Food allergy is a common concern for pet owners, however, true food allergy is not very common in dogs and cats, and is a condition that is frequently over-diagnosed by veterinarians.
Food allergies account for only 10% of all pet allergies. Flea allergy and environmental allergies (called atopy) are a much more common cause of itchiness and skin problems in pets. Pets are often misdiagnosed with food allergy when what they really have is food intolerance. This is an important distinction to make. Food allergy is a TRUE allergy and a pet shows characteristic symptoms such as severe itching, hives, skin breakouts, etc. Food intolerance often causes vomiting and diarrhea and does NOT create a typical allergic response. However, whenever a pet experiences vomiting or diarrhea from a food, owners and veterinarians alike are quick to blame “food allergy”.

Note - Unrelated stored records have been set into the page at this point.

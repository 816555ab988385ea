use super::*;

#[derive(Debug, Clone, Copy, PartialEq, Eq)]
enum ParseMode {
    /// Malformed markup is an error.
    Document,
    /// Malformed markup is kept as text, like `innerHTML` assignment.
    Fragment,
}

/// Parses an HTML document into a fresh [`Dom`].
///
/// This is a forgiving tag-soup parser: unmatched end tags close up to the
/// nearest matching open element, void elements never take children,
/// `<script>`/`<style>` bodies are kept as raw text and `<textarea>` bodies
/// as raw text with entities decoded. Unterminated comments, tags and quoted
/// attribute values are errors.
pub(crate) fn parse_html(html: &str) -> Result<Dom> {
    parse_with_mode(html, ParseMode::Document)
}

/// Parses markup assigned to an element. Never fails on malformed input: a
/// construct that cannot be parsed is kept as text up to the next `<`.
pub(crate) fn parse_fragment(html: &str) -> Result<Dom> {
    parse_with_mode(html, ParseMode::Fragment)
}

fn parse_with_mode(html: &str, mode: ParseMode) -> Result<Dom> {
    let mut dom = Dom::new();

    let mut stack = vec![dom.root];
    let bytes = html.as_bytes();
    let mut i = 0usize;

    while i < bytes.len() {
        if is_markup_start(bytes, i) {
            match parse_markup(&mut dom, &mut stack, html, i) {
                Ok(next) => {
                    i = next;
                    continue;
                }
                Err(_) if mode == ParseMode::Fragment => {}
                Err(err) => return Err(err),
            }
        }

        let text_start = i;
        i += 1;
        while i < bytes.len() && bytes[i] != b'<' {
            i += 1;
        }

        if let Some(text) = html.get(text_start..i) {
            let parent = *stack
                .last()
                .ok_or_else(|| Error::HtmlParse("missing parent element".into()))?;
            dom.create_text(parent, unescape_entities(text));
        }
    }

    dom.initialize_form_control_values()?;
    Ok(dom)
}

fn is_markup_start(bytes: &[u8], i: usize) -> bool {
    bytes[i] == b'<'
        && bytes
            .get(i + 1)
            .is_some_and(|b| *b == b'!' || *b == b'/' || b.is_ascii_alphabetic())
}

/// Parses the comment, doctype, end tag or start tag at `at` and returns the
/// index after it. The tree is only touched once the construct is known to
/// be well formed.
fn parse_markup(dom: &mut Dom, stack: &mut Vec<NodeId>, html: &str, at: usize) -> Result<usize> {
    let bytes = html.as_bytes();

    if starts_with_at(bytes, at, b"<!--") {
        let end = find_subslice(bytes, at + 4, b"-->")
            .ok_or_else(|| Error::HtmlParse("unclosed HTML comment".into()))?;
        return Ok(end + 3);
    }

    if starts_with_at(bytes, at, b"<!") {
        let end = find_subslice(bytes, at, b">")
            .ok_or_else(|| Error::HtmlParse("unclosed doctype".into()))?;
        return Ok(end + 1);
    }

    if starts_with_at(bytes, at, b"</") {
        let (tag, next) = parse_end_tag(html, at)?;
        if let Some(pos) = stack.iter().rposition(|node| dom.is_tag(*node, &tag)) {
            stack.truncate(pos.max(1));
        }
        return Ok(next);
    }

    let (tag, attrs, self_closing, next) = parse_start_tag(html, at)?;
    let parent = *stack
        .last()
        .ok_or_else(|| Error::HtmlParse("missing parent element".into()))?;

    if is_raw_text_tag(&tag) && !self_closing {
        let close = find_case_insensitive_end_tag(bytes, next, tag.as_bytes())
            .ok_or_else(|| Error::HtmlParse(format!("unclosed <{tag}>")))?;
        let (_, after_end) = parse_end_tag(html, close)?;

        let node = dom.create_element(parent, tag.clone(), attrs);
        if let Some(body) = html.get(next..close) {
            if !body.is_empty() {
                let body = if decodes_entities(&tag) {
                    unescape_entities(body)
                } else {
                    body.to_string()
                };
                dom.create_text(node, body);
            }
        }
        return Ok(after_end);
    }

    let node = dom.create_element(parent, tag.clone(), attrs);
    if !self_closing && !is_void_tag(&tag) {
        stack.push(node);
    }
    Ok(next)
}

fn parse_start_tag(
    html: &str,
    at: usize,
) -> Result<(String, BTreeMap<String, String>, bool, usize)> {
    let bytes = html.as_bytes();
    let mut i = at;
    if bytes.get(i) != Some(&b'<') {
        return Err(Error::HtmlParse("expected '<'".into()));
    }
    i += 1;

    let tag_start = i;
    while i < bytes.len() && is_tag_char(bytes[i]) {
        i += 1;
    }

    let tag = html
        .get(tag_start..i)
        .ok_or_else(|| Error::HtmlParse("invalid tag name".into()))?
        .to_ascii_lowercase();

    if tag.is_empty() {
        return Err(Error::HtmlParse("empty tag name".into()));
    }

    let mut attrs = BTreeMap::new();
    let mut self_closing = false;

    loop {
        skip_ws(bytes, &mut i);
        if i >= bytes.len() {
            return Err(Error::HtmlParse("unclosed start tag".into()));
        }

        if bytes[i] == b'>' {
            i += 1;
            break;
        }

        if bytes[i] == b'/' && bytes.get(i + 1) == Some(&b'>') {
            self_closing = true;
            i += 2;
            break;
        }

        let name_start = i;
        while i < bytes.len() && is_attr_name_char(bytes[i]) {
            i += 1;
        }

        let name = html
            .get(name_start..i)
            .ok_or_else(|| Error::HtmlParse("invalid attribute name".into()))?
            .to_ascii_lowercase();

        if name.is_empty() {
            return Err(Error::HtmlParse(format!("invalid attribute name in <{tag}>")));
        }

        skip_ws(bytes, &mut i);

        let value = if bytes.get(i) == Some(&b'=') {
            i += 1;
            skip_ws(bytes, &mut i);
            parse_attr_value(html, bytes, &mut i)?
        } else {
            String::new()
        };

        attrs.entry(name).or_insert(value);
    }

    Ok((tag, attrs, self_closing, i))
}

fn parse_end_tag(html: &str, at: usize) -> Result<(String, usize)> {
    let bytes = html.as_bytes();
    let mut i = at;

    if !(bytes.get(i) == Some(&b'<') && bytes.get(i + 1) == Some(&b'/')) {
        return Err(Error::HtmlParse("expected end tag".into()));
    }
    i += 2;
    skip_ws(bytes, &mut i);

    let tag_start = i;
    while i < bytes.len() && is_tag_char(bytes[i]) {
        i += 1;
    }

    let tag = html
        .get(tag_start..i)
        .ok_or_else(|| Error::HtmlParse("invalid end tag".into()))?
        .to_ascii_lowercase();

    while i < bytes.len() && bytes[i] != b'>' {
        i += 1;
    }
    if i >= bytes.len() {
        return Err(Error::HtmlParse("unclosed end tag".into()));
    }

    Ok((tag, i + 1))
}

fn parse_attr_value(html: &str, bytes: &[u8], i: &mut usize) -> Result<String> {
    if *i >= bytes.len() {
        return Err(Error::HtmlParse("missing attribute value".into()));
    }

    if bytes[*i] == b'\'' || bytes[*i] == b'"' {
        let quote = bytes[*i];
        *i += 1;
        let start = *i;
        while *i < bytes.len() && bytes[*i] != quote {
            *i += 1;
        }
        if *i >= bytes.len() {
            return Err(Error::HtmlParse("unclosed quoted attribute value".into()));
        }
        let value = html
            .get(start..*i)
            .ok_or_else(|| Error::HtmlParse("invalid attribute value".into()))?;
        *i += 1;
        return Ok(unescape_entities(value));
    }

    let start = *i;
    while *i < bytes.len()
        && !bytes[*i].is_ascii_whitespace()
        && bytes[*i] != b'>'
        && !(bytes[*i] == b'/' && bytes.get(*i + 1) == Some(&b'>'))
    {
        *i += 1;
    }

    let value = html
        .get(start..*i)
        .ok_or_else(|| Error::HtmlParse("invalid attribute value".into()))?;
    Ok(unescape_entities(value))
}

fn unescape_entities(src: &str) -> String {
    if !src.contains('&') {
        return src.to_string();
    }
    src.replace("&lt;", "<")
        .replace("&gt;", ">")
        .replace("&quot;", "\"")
        .replace("&#39;", "'")
        .replace("&nbsp;", "\u{a0}")
        .replace("&amp;", "&")
}

fn skip_ws(bytes: &[u8], i: &mut usize) {
    while *i < bytes.len() && bytes[*i].is_ascii_whitespace() {
        *i += 1;
    }
}

fn is_tag_char(b: u8) -> bool {
    b.is_ascii_alphanumeric() || b == b'-' || b == b'_'
}

fn is_attr_name_char(b: u8) -> bool {
    b.is_ascii_alphanumeric() || b == b'-' || b == b'_' || b == b':' || b == b'@'
}

fn is_raw_text_tag(tag: &str) -> bool {
    matches!(tag, "script" | "style" | "textarea")
}

fn decodes_entities(tag: &str) -> bool {
    tag == "textarea"
}

pub(crate) fn is_void_tag(tag: &str) -> bool {
    matches!(
        tag,
        "area"
            | "base"
            | "br"
            | "col"
            | "embed"
            | "hr"
            | "img"
            | "input"
            | "link"
            | "meta"
            | "param"
            | "source"
            | "track"
            | "wbr"
    )
}

fn starts_with_at(bytes: &[u8], at: usize, needle: &[u8]) -> bool {
    bytes
        .get(at..at + needle.len())
        .is_some_and(|window| window == needle)
}

fn find_subslice(bytes: &[u8], from: usize, needle: &[u8]) -> Option<usize> {
    if needle.is_empty() || from > bytes.len() {
        return None;
    }
    bytes[from..]
        .windows(needle.len())
        .position(|window| window == needle)
        .map(|pos| pos + from)
}

fn find_case_insensitive_end_tag(bytes: &[u8], from: usize, tag: &[u8]) -> Option<usize> {
    let mut needle = Vec::with_capacity(tag.len() + 2);
    needle.extend_from_slice(b"</");
    needle.extend(tag.iter().map(|b| b.to_ascii_lowercase()));

    let mut i = from;
    while i + needle.len() <= bytes.len() {
        if bytes[i..i + needle.len()]
            .iter()
            .zip(&needle)
            .all(|(a, b)| a.to_ascii_lowercase() == *b)
        {
            return Some(i);
        }
        i += 1;
    }
    None
}
use super::*;

use crate::behaviors::{CategoryGroup, PreviewBinding};
use crate::validator::FormBinding;

/// Work attached to an element for one event type.
#[derive(Debug, Clone)]
pub(crate) enum Handler {
    Validate(Rc<FormBinding>),
    CategoryFilter(Rc<Settings>),
    CommentLink(Rc<Settings>),
    PreviewToggle(Rc<PreviewBinding>),
    CategoryChange(Rc<CategoryGroup>),
    CategorySubmit(Rc<CategoryGroup>),
}

#[derive(Debug, Default, Clone)]
struct ListenerStore {
    map: HashMap<NodeId, HashMap<String, Vec<Handler>>>,
}

impl ListenerStore {
    fn add(&mut self, node_id: NodeId, event: &str, handler: Handler) {
        self.map
            .entry(node_id)
            .or_default()
            .entry(event.to_string())
            .or_default()
            .push(handler);
    }

    fn get(&self, node_id: NodeId, event: &str) -> Vec<Handler> {
        self.map
            .get(&node_id)
            .and_then(|events| events.get(event))
            .cloned()
            .unwrap_or_default()
    }

    fn len(&self) -> usize {
        self.map
            .values()
            .flat_map(|events| events.values())
            .map(Vec::len)
            .sum()
    }
}

#[derive(Debug, Clone)]
pub(crate) struct EventState {
    pub(crate) event_type: String,
    pub(crate) target: NodeId,
    pub(crate) current_target: NodeId,
    pub(crate) default_prevented: bool,
}

impl EventState {
    fn new(event_type: &str, target: NodeId) -> Self {
        Self {
            event_type: event_type.to_string(),
            target,
            current_target: target,
            default_prevented: false,
        }
    }

    pub(crate) fn prevent_default(&mut self) {
        self.default_prevented = true;
    }
}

Common food allergies: Real food allergies can strike at any age and can develop to any protein or carbohydrate in a pets food. The most common food allergens in dogs are beef, dairy products, chicken, wheat, chicken eggs, corn and soy. The most common food allergens in cats are fish, beef and dairy. You will note that these foods are the most common ingredients in standard pet foods. Therefore, these are the foods that pets are exposed to most frequently in their everyday meals. However, in order for a pet to develop a true allergy, they must not only have this chronic exposure, they must also have the genetic profile to develop an allergy.
For example, most pets eat combinations of the above ingredients EVERY MEAL, EVERY DAY, yet very few pets develop true food allergies. Again, I stress, this is not a very common condition. Adverse food reactions, however, are very common and it is hard to predict which pet will react badly to what component of a food. We know pets may react to artificial dyes, preservatives and additives in food (not to mention the gross rendered stuff)….so these are best avoided by the use of natural pet foods.

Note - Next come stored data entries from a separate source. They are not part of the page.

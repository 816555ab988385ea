//! Client-side behaviors for a small forum, bound against an in-memory document.
//!
//! A [`Document`] is parsed from HTML and then wired up with [`initialize`]:
//! category filter navigation, smooth scrolling to the comment form, the
//! comment preview toggle, declarative validation for the register, login,
//! post and comment forms, and the "at least one category" requirement of the
//! post form. Afterwards the document is driven like a page in a browser:
//!
//! ```
//! use forum_ui::{Document, initialize};
//!
//! let mut page = Document::from_html(
//!     r#"<form id="login-form">
//!          <input name="email" value="">
//!          <input name="password" value="secret">
//!        </form>"#,
//! )?;
//! initialize(&mut page)?;
//! page.submit("#login-form")?;
//! page.assert_text(".error-messages li", "Email is required")?;
//! assert!(page.take_submissions().is_empty());
//! # Ok::<(), forum_ui::Error>(())
//! ```

use std::cell::Cell;
use std::collections::{BTreeMap, HashMap, HashSet, VecDeque};
use std::error::Error as StdError;
use std::fmt;
use std::rc::Rc;

mod behaviors;
mod config;
mod document;
mod dom;
mod email;
mod forms;
mod html;
mod render;
mod rules;
mod selector;
mod validator;


pub use behaviors::{
    PreviewMode, bind_category_filter, bind_category_requirement, bind_comment_links,
    bind_preview_toggle,
};
pub use config::{PreviewRendering, Settings};
pub use document::{Document, Navigation, ScrollBehavior, ScrollRecord, Submission};
pub use email::is_valid_email;
pub use forms::{comment_rules, login_rules, post_rules, register_rules};
pub use render::{display_errors, display_errors_with};
pub use rules::{
    Constraint, Evaluation, FailureReason, FieldFailure, FieldOutcome, FieldResult, FieldRule,
    FieldValues, RuleSet,
};
pub use validator::{bind_validation, bind_validation_with};

use document::{EventState, Handler};
use dom::{Dom, NodeId};
use selector::*;

pub type Result<T> = std::result::Result<T, Error>;

#[derive(Debug, Clone, PartialEq, Eq)]
pub enum Error {
    HtmlParse(String),
    DomRuntime(String),
    SelectorNotFound(String),
    UnsupportedSelector(String),
    TypeMismatch {
        selector: String,
        expected: String,
        actual: String,
    },
    AssertionFailed {
        selector: String,
        expected: String,
        actual: String,
        dom_snippet: String,
    },
}

impl fmt::Display for Error {
    fn fmt(&self, f: &mut fmt::Formatter<'_>) -> fmt::Result {
        match self {
            Self::HtmlParse(msg) => write!(f, "html parse error: {msg}"),
            Self::DomRuntime(msg) => write!(f, "dom runtime error: {msg}"),
            Self::SelectorNotFound(selector) => write!(f, "selector not found: {selector}"),
            Self::UnsupportedSelector(selector) => write!(f, "unsupported selector: {selector}"),
            Self::TypeMismatch {
                selector,
                expected,
                actual,
            } => write!(
                f,
                "type mismatch for {selector}: expected {expected}, actual {actual}"
            ),
            Self::AssertionFailed {
                selector,
                expected,
                actual,
                dom_snippet,
            } => write!(
                f,
                "assertion failed for {selector}: expected {expected}, actual {actual}, snippet {dom_snippet}"
            ),
        }
    }
}

impl StdError for Error {}

/// Wires every behavior and form validator into `document` using the
/// default element contract.
pub fn initialize(document: &mut Document) -> Result<()> {
    initialize_with(document, &Settings::default())
}

/// Like [`initialize`], with a custom element contract.
///
/// Each binding is independent: a page that lacks some of the expected
/// elements simply gets fewer listeners.
pub fn initialize_with(document: &mut Document, settings: &Settings) -> Result<()> {
    let settings = Rc::new(settings.clone());

    behaviors::bind_category_filter_shared(document, &settings);
    behaviors::bind_comment_links_shared(document, &settings)?;
    behaviors::bind_preview_toggle_shared(document, &settings);

    for (form_id, rules) in forms::builtin_rule_sets(&settings) {
        validator::bind_validation_shared(document, &form_id, rules, &settings);
    }

    behaviors::bind_category_requirement_shared(document, &settings)?;
    Ok(())
}

pub(crate) fn truncate_chars(value: &str, max_chars: usize) -> String {
    let mut it = value.chars();
    let mut out = String::new();
    for _ in 0..max_chars {
        let Some(ch) = it.next() else {
            return out;
        };
        out.push(ch);
    }
    if it.next().is_some() {
        out.push_str("...");
    }
    out
}

pub(crate) fn encode_uri_component(src: &str) -> String {
    let mut out = String::new();
    for b in src.as_bytes() {
        if is_unescaped_uri_byte(*b) {
            out.push(*b as char);
        } else {
            out.push('%');
            out.push(to_hex_upper((*b >> 4) & 0x0F));
            out.push(to_hex_upper(*b & 0x0F));
        }
    }
    out
}

fn is_unescaped_uri_byte(b: u8) -> bool {
    b.is_ascii_alphanumeric()
        || matches!(
            b,
            b'-' | b'_' | b'.' | b'!' | b'~' | b'*' | b'\'' | b'(' | b')'
        )
}

fn to_hex_upper(nibble: u8) -> char {
    match nibble {
        0..=9 => (b'0' + nibble) as char,
        10..=15 => (b'A' + (nibble - 10)) as char,
        _ => '?',
    }
}
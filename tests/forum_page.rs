use forum_ui::{
    Document, FailureReason, FieldOutcome, FieldRule, RuleSet, ScrollBehavior, Settings,
    bind_category_filter, bind_category_requirement, bind_comment_links, bind_preview_toggle,
    bind_validation, initialize, register_rules,
};

const POST_DETAIL_HTML: &str = r##"
<!DOCTYPE html>
<html>
<body>
  <nav>
    <select id="category-filter">
      <option value="">All</option>
      <option value="1">Go</option>
      <option value="2">Rust</option>
    </select>
  </nav>
  <article id="post-12">
    <h1>Ownership</h1>
    <a class="comment-link" href="#comments">3 comments</a>
  </article>
  <section id="comments">
    <form id="comment-form" action="/post/12/comment" method="post">
      <textarea id="comment-input" name="content"></textarea>
      <div id="comment-preview" style="display: none;"></div>
      <button id="preview-toggle" type="button">Preview</button>
      <button id="comment-submit" type="submit">Send</button>
    </form>
  </section>
</body>
</html>
"##;

const REGISTER_HTML: &str = r#"
<form id="register-form" action="/register" method="post">
  <input id="username" name="username">
  <input id="email" name="email" type="email">
  <input id="password" name="password" type="password">
  <input id="confirm" name="confirm_password" type="password">
  <button id="submit" type="submit">Register</button>
</form>
"#;

#[test]
fn empty_username_reports_required_and_blocks_submit() -> forum_ui::Result<()> {
    let html = r#"
    <form id="signup">
      <input id="username" name="username">
      <button id="go" type="submit">Go</button>
    </form>
    "#;
    let mut page = Document::from_html(html)?;
    let rules =
        RuleSet::new().rule(FieldRule::new("username", "Username").required().min_length(3));
    assert!(bind_validation(&mut page, "signup", rules));

    page.click("#go")?;
    assert_eq!(page.count(".error-messages li")?, 1);
    page.assert_text(".error-messages li", "Username is required")?;
    assert!(page.take_submissions().is_empty());

    page.type_text("#username", "ab")?;
    page.click("#go")?;
    assert_eq!(page.count(".error-messages li")?, 1);
    page.assert_text(
        ".error-messages li",
        "Username must be at least 3 characters",
    )?;
    Ok(())
}

#[test]
fn matching_passwords_pass_and_mismatch_is_reported() -> forum_ui::Result<()> {
    let mut page = Document::from_html(REGISTER_HTML)?;
    initialize(&mut page)?;

    page.type_text("#username", "carol")?;
    page.type_text("#email", "carol@forum.dev")?;
    page.type_text("#password", "abcdef")?;
    page.type_text("#confirm", "xyz")?;
    page.click("#submit")?;
    page.assert_text(".error-messages li", "Confirm password does not match")?;
    page.assert_class("#confirm", "error", true)?;
    page.assert_class("#password", "error", false)?;

    page.type_text("#confirm", "abcdef")?;
    page.click("#submit")?;
    page.assert_class("#confirm", "error", false)?;
    let submissions = page.take_submissions();
    assert_eq!(submissions.len(), 1);
    assert_eq!(submissions[0].form_id.as_deref(), Some("register-form"));
    assert_eq!(submissions[0].field("password"), Some("abcdef"));
    Ok(())
}

#[test]
fn register_rules_evaluate_without_a_document() {
    let evaluation = register_rules().evaluate(&[
        ("username", "dave"),
        ("email", "dave@"),
        ("password", "abcdef"),
        ("confirm_password", "abcdef"),
    ]);
    assert_eq!(evaluation.outcome("username"), Some(&FieldOutcome::Passed));
    assert_eq!(
        evaluation.outcome("email"),
        Some(&FieldOutcome::Failed(FailureReason::InvalidEmail))
    );
    assert_eq!(
        evaluation.messages(),
        vec!["Email must be a valid email address".to_string()]
    );
    assert!(!evaluation.is_valid());
}

#[test]
fn post_detail_page_wires_every_behavior() -> forum_ui::Result<()> {
    let mut page = Document::from_html_with_url("http://localhost/post/12", POST_DETAIL_HTML)?;
    initialize(&mut page)?;

    page.click(".comment-link")?;
    let scrolls = page.take_scrolls();
    assert_eq!(scrolls.len(), 1);
    assert_eq!(scrolls[0].target, "#comments");
    assert_eq!(scrolls[0].behavior, ScrollBehavior::Smooth);
    assert_eq!(page.active_element_id().as_deref(), Some("comment-input"));
    assert!(page.take_navigations().is_empty());

    page.type_text("#comment-input", "Nice write-up")?;
    page.click("#preview-toggle")?;
    page.assert_text("#comment-preview", "Nice write-up")?;
    page.assert_style("#comment-preview", "display", "block")?;
    page.assert_text("#preview-toggle", "Edit")?;

    page.click("#preview-toggle")?;
    page.assert_style("#comment-preview", "display", "none")?;
    page.assert_style("#comment-input", "display", "block")?;
    page.assert_text("#preview-toggle", "Preview")?;

    page.click("#comment-submit")?;
    let submissions = page.take_submissions();
    assert_eq!(submissions.len(), 1);
    assert_eq!(submissions[0].action, "http://localhost/post/12/comment");
    assert_eq!(submissions[0].field("content"), Some("Nice write-up"));

    page.select_option("#category-filter", "2")?;
    assert_eq!(page.url(), "http://localhost/?category=2");
    page.select_option("#category-filter", "")?;
    assert_eq!(page.url(), "http://localhost/");
    Ok(())
}

#[test]
fn short_comment_is_blocked() -> forum_ui::Result<()> {
    let mut page = Document::from_html(POST_DETAIL_HTML)?;
    initialize(&mut page)?;

    page.type_text("#comment-input", "ok")?;
    page.click("#comment-submit")?;
    page.assert_text(
        "#comment-form .error-messages li",
        "Comment must be at least 3 characters",
    )?;
    page.assert_class("#comment-input", "error", true)?;
    assert!(page.take_submissions().is_empty());
    Ok(())
}

#[test]
fn binders_on_a_bare_page_register_nothing() -> forum_ui::Result<()> {
    let mut page = Document::from_html("<main><p>Nothing to see</p></main>")?;
    let settings = Settings::default();

    assert!(!bind_category_filter(&mut page, &settings));
    assert_eq!(bind_comment_links(&mut page, &settings)?, 0);
    assert!(!bind_preview_toggle(&mut page, &settings));
    assert!(!bind_category_requirement(&mut page, &settings)?);
    assert!(!bind_validation(&mut page, "register-form", register_rules()));
    assert_eq!(page.listener_count(), 0);

    initialize(&mut page)?;
    assert_eq!(page.listener_count(), 0);
    Ok(())
}

#[test]
fn category_requirement_toggles_error_indicator() -> forum_ui::Result<()> {
    let html = r#"
    <form id="post-form" action="/post/create" method="post">
      <input id="title" name="title" value="A long enough title">
      <textarea id="content" name="content">Plenty of body text here</textarea>
      <input id="c1" class="category-checkbox" type="checkbox" name="categories" value="1">
      <input id="c2" class="category-checkbox" type="checkbox" name="categories" value="2">
      <p id="category-error" style="display: none;">Pick a category</p>
      <button id="publish" type="submit">Publish</button>
    </form>
    "#;
    let mut page = Document::from_html(html)?;
    initialize(&mut page)?;

    page.click("#publish")?;
    page.assert_style("#category-error", "display", "block")?;
    assert!(page.take_submissions().is_empty());

    page.click("#c1")?;
    page.assert_checked("#c1", true)?;
    page.assert_style("#category-error", "display", "none")?;

    page.click("#publish")?;
    let submissions = page.take_submissions();
    assert_eq!(submissions.len(), 1);
    assert_eq!(submissions[0].all("categories"), vec!["1"]);
    Ok(())
}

Symptoms of food allergies: Common symptoms of food allergy include itching of the face, feet, sides of the body, legs and anal area. These pets will often have yeast ear infections and skin infections that respond to antibiotics, but recur as soon as the treatment is finished. Some pets with food allergy will also have increased bowel movements and soft stool. Again, food allergies should not be confused with food intolerances which generally cause more severe vomiting and diarrhea.
Diagnosis of food allergies: If you suspect your pet may have food allergies, contact your veterinarian. The only way to truly diagnose a food allergy is to perform a food trial with your pet. Other forms of allergy testing, such as blood and skin tests, are not reliable for diagnosing food allergy. Although you will get results from these tests, they don’t accurately correlate with food allergies present in either the dog or cat and are NOT recommended by board-certified dermatologists at this time.
For accurate diagnosis, a food trial should be performed using unique (novel) protein and carbohydrate foods to avoid possible allergens to which your pet has previously been exposed in order to “cleanse” their system of potential allergens. The “gold standard” of food trials is the home-cooked diet. The advantage of a home-cooked diet is that it is free of preservatives and other additives which can also cause allergy or intolerance in pets. Common recipes recommended include protein sources such as venison, rabbit, ostrich, buffalo, or pinto beans. Some veterinarians recommend the use of commercial hypoallergenic diets or hydrolyzed diets in which the protein source is broken down into smaller proteins so they are less allergenic. It is important to keep in mind that these smaller proteins may still be allergenic for some pets and may result in food trial failure. While many pets respond favorably to these options, some pets will not have the response they will on a home-cooked diet.
The diet trial must be conducted for 8 to 12 weeks before it can be considered successful or unsuccessful. During this time, your pet must ONLY eat the prescribed food—no table food, scraps, treats, vitamins or chewable medications (even heartworm pills) can be given during a diet trial. If a positive response is seen after this trial, your veterinarian will advise you on how to proceed.
Treatment of food allergies: Treatment of food allergies is simple…once the offending ingredients are identified, they must be avoided. As a note of caution, some pets may develop new food allergies in 1 to 3 years, so if a flare-up of itchiness occurs, a new food trial may be warranted. If you were feeding a home-cooked diet during the food trial and wish to continue, make sure you work with your veterinarian and a nutritionist to balance it specifically for your pets needs. Otherwise, work with your veterinarian to select a natural diet that will work best for your pet.